What is being asked
Every entry has to be output exactly, with none skipped.

____

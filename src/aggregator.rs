//! Time-window aggregator (SPEC_FULL.md §4.4). Buckets canonical trades by
//! `(followedUserId, tokenId, side)` and flushes each bucket 250ms after its
//! first arrival. No direct teacher analogue exists for order aggregation;
//! grounded on the general "bucket by key with a deadline" shape used by
//! `middleware/rate_limit.rs`'s window/cleanup logic, adapted here to a
//! per-bucket one-shot timer instead of a shared sweep.

use std::collections::HashMap;
use std::sync::Arc;

use chrono::{DateTime, Utc};
use parking_lot::Mutex;
use tokio::sync::mpsc;

use crate::micros::vwap;
use crate::models::{Side, SourceType, TradeEvent, TradeEventGroup};

#[derive(Debug, Clone)]
struct Bucket {
    followed_user_id: String,
    token_id: String,
    side: Side,
    window_start: DateTime<Utc>,
    total_notional_micros: i64,
    total_share_micros: i64,
    earliest_detect_time: DateTime<Utc>,
    trade_event_ids: Vec<String>,
}

impl Bucket {
    fn into_group(self) -> TradeEventGroup {
        let vwap_price = vwap(self.total_notional_micros, self.total_share_micros);
        TradeEventGroup {
            group_key: format!(
                "{}:{}:{}:{}",
                self.followed_user_id,
                self.token_id,
                self.side.as_str(),
                self.window_start.to_rfc3339()
            ),
            followed_user_id: self.followed_user_id,
            token_id: self.token_id,
            side: self.side,
            total_notional_micros: self.total_notional_micros,
            total_share_micros: self.total_share_micros,
            vwap_price_micros: vwap_price,
            earliest_detect_time: self.earliest_detect_time,
            trade_event_ids: self.trade_event_ids,
            source_type: SourceType::Group,
        }
    }
}

type BucketKey = (String, String, &'static str);

pub struct Aggregator {
    window: chrono::Duration,
    buckets: Arc<Mutex<HashMap<BucketKey, Bucket>>>,
    flush_tx: mpsc::Sender<TradeEventGroup>,
}

impl Aggregator {
    pub fn new(window_ms: i64, flush_tx: mpsc::Sender<TradeEventGroup>) -> Self {
        Aggregator {
            window: chrono::Duration::milliseconds(window_ms),
            buckets: Arc::new(Mutex::new(HashMap::new())),
            flush_tx,
        }
    }

    /// Add a trade to the window it belongs to. If this is the bucket's
    /// first arrival, a one-shot timer is spawned to flush it at the
    /// deadline; the bucket is removed from the map on flush so late
    /// arrivals with the same key start a fresh window.
    pub fn add_trade(&self, trade: &TradeEvent) {
        let Some(token_id) = trade.effective_token_id().map(str::to_string) else {
            return;
        };
        let key: BucketKey = (trade.profile_wallet.clone(), token_id.clone(), trade.side.as_str());

        let mut buckets = self.buckets.lock();
        let is_new = !buckets.contains_key(&key);
        let bucket = buckets.entry(key.clone()).or_insert_with(|| Bucket {
            followed_user_id: trade.profile_wallet.clone(),
            token_id: token_id.clone(),
            side: trade.side,
            window_start: trade.detect_time,
            total_notional_micros: 0,
            total_share_micros: 0,
            earliest_detect_time: trade.detect_time,
            trade_event_ids: Vec::new(),
        });
        bucket.total_notional_micros += trade.notional_micros;
        bucket.total_share_micros += trade.share_micros;
        bucket.earliest_detect_time = bucket.earliest_detect_time.min(trade.detect_time);
        bucket.trade_event_ids.push(trade.id.clone());
        drop(buckets);

        if is_new {
            let deadline = self.window;
            let buckets = self.buckets.clone();
            let flush_tx = self.flush_tx.clone();
            tokio::spawn(async move {
                tokio::time::sleep(deadline.to_std().unwrap_or_default()).await;
                let flushed = buckets.lock().remove(&key);
                if let Some(bucket) = flushed {
                    let _ = flush_tx.send(bucket.into_group()).await;
                }
            });
        }
    }
}

#[cfg(test)]
mod tests {
    use super::*;
    use crate::models::{EnrichmentStatus, TradeSource};

    fn trade(id: &str, notional: i64, shares: i64) -> TradeEvent {
        let now = Utc::now();
        TradeEvent {
            id: id.to_string(),
            source: TradeSource::OnchainWs,
            source_id: None,
            tx_hash: "0xabc".to_string(),
            log_index: Some(1),
            is_canonical: true,
            profile_wallet: "user1".to_string(),
            proxy_wallet: None,
            side: Side::Buy,
            price_micros: 500_000,
            share_micros: shares,
            notional_micros: notional,
            fee_micros: 0,
            event_time: now,
            detect_time: now,
            market_id: None,
            asset_id: Some("token1".to_string()),
            raw_token_id: Some("token1".to_string()),
            condition_id: None,
            enrichment_status: EnrichmentStatus::Pending,
        }
    }

    #[tokio::test]
    async fn flushes_a_bucket_with_correct_vwap() {
        let (tx, mut rx) = mpsc::channel(8);
        let agg = Aggregator::new(30, tx);
        agg.add_trade(&trade("t1", 100_000_000, 200_000_000));
        agg.add_trade(&trade("t2", 50_000_000, 100_000_000));

        let group = tokio::time::timeout(std::time::Duration::from_millis(500), rx.recv())
            .await
            .unwrap()
            .unwrap();

        assert_eq!(group.total_notional_micros, 150_000_000);
        assert_eq!(group.total_share_micros, 300_000_000);
        assert_eq!(group.vwap_price_micros, 500_000);
        assert_eq!(group.trade_event_ids, vec!["t1".to_string(), "t2".to_string()]);
    }
}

____

Expected answer
filename src/aggregator.rs
//! Time-window aggregator (SPEC_FULL.md §4.4). Buckets canonical trades by
//! `(followedUserId, tokenId, side)` and flushes each bucket 250ms after its
//! first arrival. No direct teacher analogue exists for order aggregation;
//! grounded on the general "bucket by key with a deadline" shape used by
//! `middleware/rate_limit.rs`'s window/cleanup logic, adapted here to a
//! per-bucket one-shot timer instead of a shared sweep.

use std::collections::HashMap;
use std::sync::Arc;

use chrono::{DateTime, Utc};
use parking_lot::Mutex;
use tokio::sync::mpsc;

use crate::micros::vwap;
use crate::models::{Side, SourceType, TradeEvent, TradeEventGroup};

#[derive(Debug, Clone)]
struct Bucket {
    followed_user_id: String,
    token_id: String,
    side: Side,
    window_start: DateTime<Utc>,
    total_notional_micros: i64,
    total_share_micros: i64,
    earliest_detect_time: DateTime<Utc>,
    trade_event_ids: Vec<String>,
}

impl Bucket {
    fn into_group(self) -> TradeEventGroup {
        let vwap_price = vwap(self.total_notional_micros, self.total_share_micros);
        TradeEventGroup {
            group_key: format!(
                "{}:{}:{}:{}",
                self.followed_user_id,
                self.token_id,
                self.side.as_str(),
                self.window_start.to_rfc3339()
            ),
            followed_user_id: self.followed_user_id,
            token_id: self.token_id,
            side: self.side,
            total_notional_micros: self.total_notional_micros,
            total_share_micros: self.total_share_micros,
            vwap_price_micros: vwap_price,
            earliest_detect_time: self.earliest_detect_time,
            trade_event_ids: self.trade_event_ids,
            source_type: SourceType::Group,
        }
    }
}

type BucketKey = (String, String, &'static str);

pub struct Aggregator {
    window: chrono::Duration,
    buckets: Arc<Mutex<HashMap<BucketKey, Bucket>>>,
    flush_tx: mpsc::Sender<TradeEventGroup>,
}

impl Aggregator {
    pub fn new(window_ms: i64, flush_tx: mpsc::Sender<TradeEventGroup>) -> Self {
        Aggregator {
            window: chrono::Duration::milliseconds(window_ms),
            buckets: Arc::new(Mutex::new(HashMap::new())),
            flush_tx,
        }
    }

    /// Add a trade to the window it belongs to. If this is the bucket's
    /// first arrival, a one-shot timer is spawned to flush it at the
    /// deadline; the bucket is removed from the map on flush so late
    /// arrivals with the same key start a fresh window.
    pub fn add_trade(&self, trade: &TradeEvent) {
        let Some(token_id) = trade.effective_token_id().map(str::to_string) else {
            return;
        };
        let key: BucketKey = (trade.profile_wallet.clone(), token_id.clone(), trade.side.as_str());

        let mut buckets = self.buckets.lock();
        let is_new = !buckets.contains_key(&key);
        let bucket = buckets.entry(key.clone()).or_insert_with(|| Bucket {
            followed_user_id: trade.profile_wallet.clone(),
            token_id: token_id.clone(),
            side: trade.side,
            window_start: trade.detect_time,
            total_notional_micros: 0,
            total_share_micros: 0,
            earliest_detect_time: trade.detect_time,
            trade_event_ids: Vec::new(),
        });
        bucket.total_notional_micros += trade.notional_micros;
        bucket.total_share_micros += trade.share_micros;
        bucket.earliest_detect_time = bucket.earliest_detect_time.min(trade.detect_time);
        bucket.trade_event_ids.push(trade.id.clone());
        drop(buckets);

        if is_new {
            let deadline = self.window;
            let buckets = self.buckets.clone();
            let flush_tx = self.flush_tx.clone();
            tokio::spawn(async move {
                tokio::time::sleep(deadline.to_std().unwrap_or_default()).await;
                let flushed = buckets.lock().remove(&key);
                if let Some(bucket) = flushed {
                    let _ = flush_tx.send(bucket.into_group()).await;
                }
            });
        }
    }
}

#[cfg(test)]
mod tests {
    use super::*;
    use crate::models::{EnrichmentStatus, TradeSource};

    fn trade(id: &str, notional: i64, shares: i64) -> TradeEvent {
        let now = Utc::now();
        TradeEvent {
            id: id.to_string(),
            source: TradeSource::OnchainWs,
            source_id: None,
            tx_hash: "0xabc".to_string(),
            log_index: Some(1),
            is_canonical: true,
            profile_wallet: "user1".to_string(),
            proxy_wallet: None,
            side: Side::Buy,
            price_micros: 500_000,
            share_micros: shares,
            notional_micros: notional,
            fee_micros: 0,
            event_time: now,
            detect_time: now,
            market_id: None,
            asset_id: Some("token1".to_string()),
            raw_token_id: Some("token1".to_string()),
            condition_id: None,
            enrichment_status: EnrichmentStatus::Pending,
        }
    }

    #[tokio::test]
    async fn flushes_a_bucket_with_correct_vwap() {
        let (tx, mut rx) = mpsc::channel(8);
        let agg = Aggregator::new(30, tx);
        agg.add_trade(&trade("t1", 100_000_000, 200_000_000));
        agg.add_trade(&trade("t2", 50_000_000, 100_000_000));

        let group = tokio::time::timeout(std::time::Duration::from_millis(500), rx.recv())
            .await
            .unwrap()
            .unwrap();

        assert_eq!(group.total_notional_micros, 150_000_000);
        assert_eq!(group.total_share_micros, 300_000_000);
        assert_eq!(group.vwap_price_micros, 500_000);
        assert_eq!(group.trade_event_ids, vec!["t1".to_string(), "t2".to_string()]);
    }
}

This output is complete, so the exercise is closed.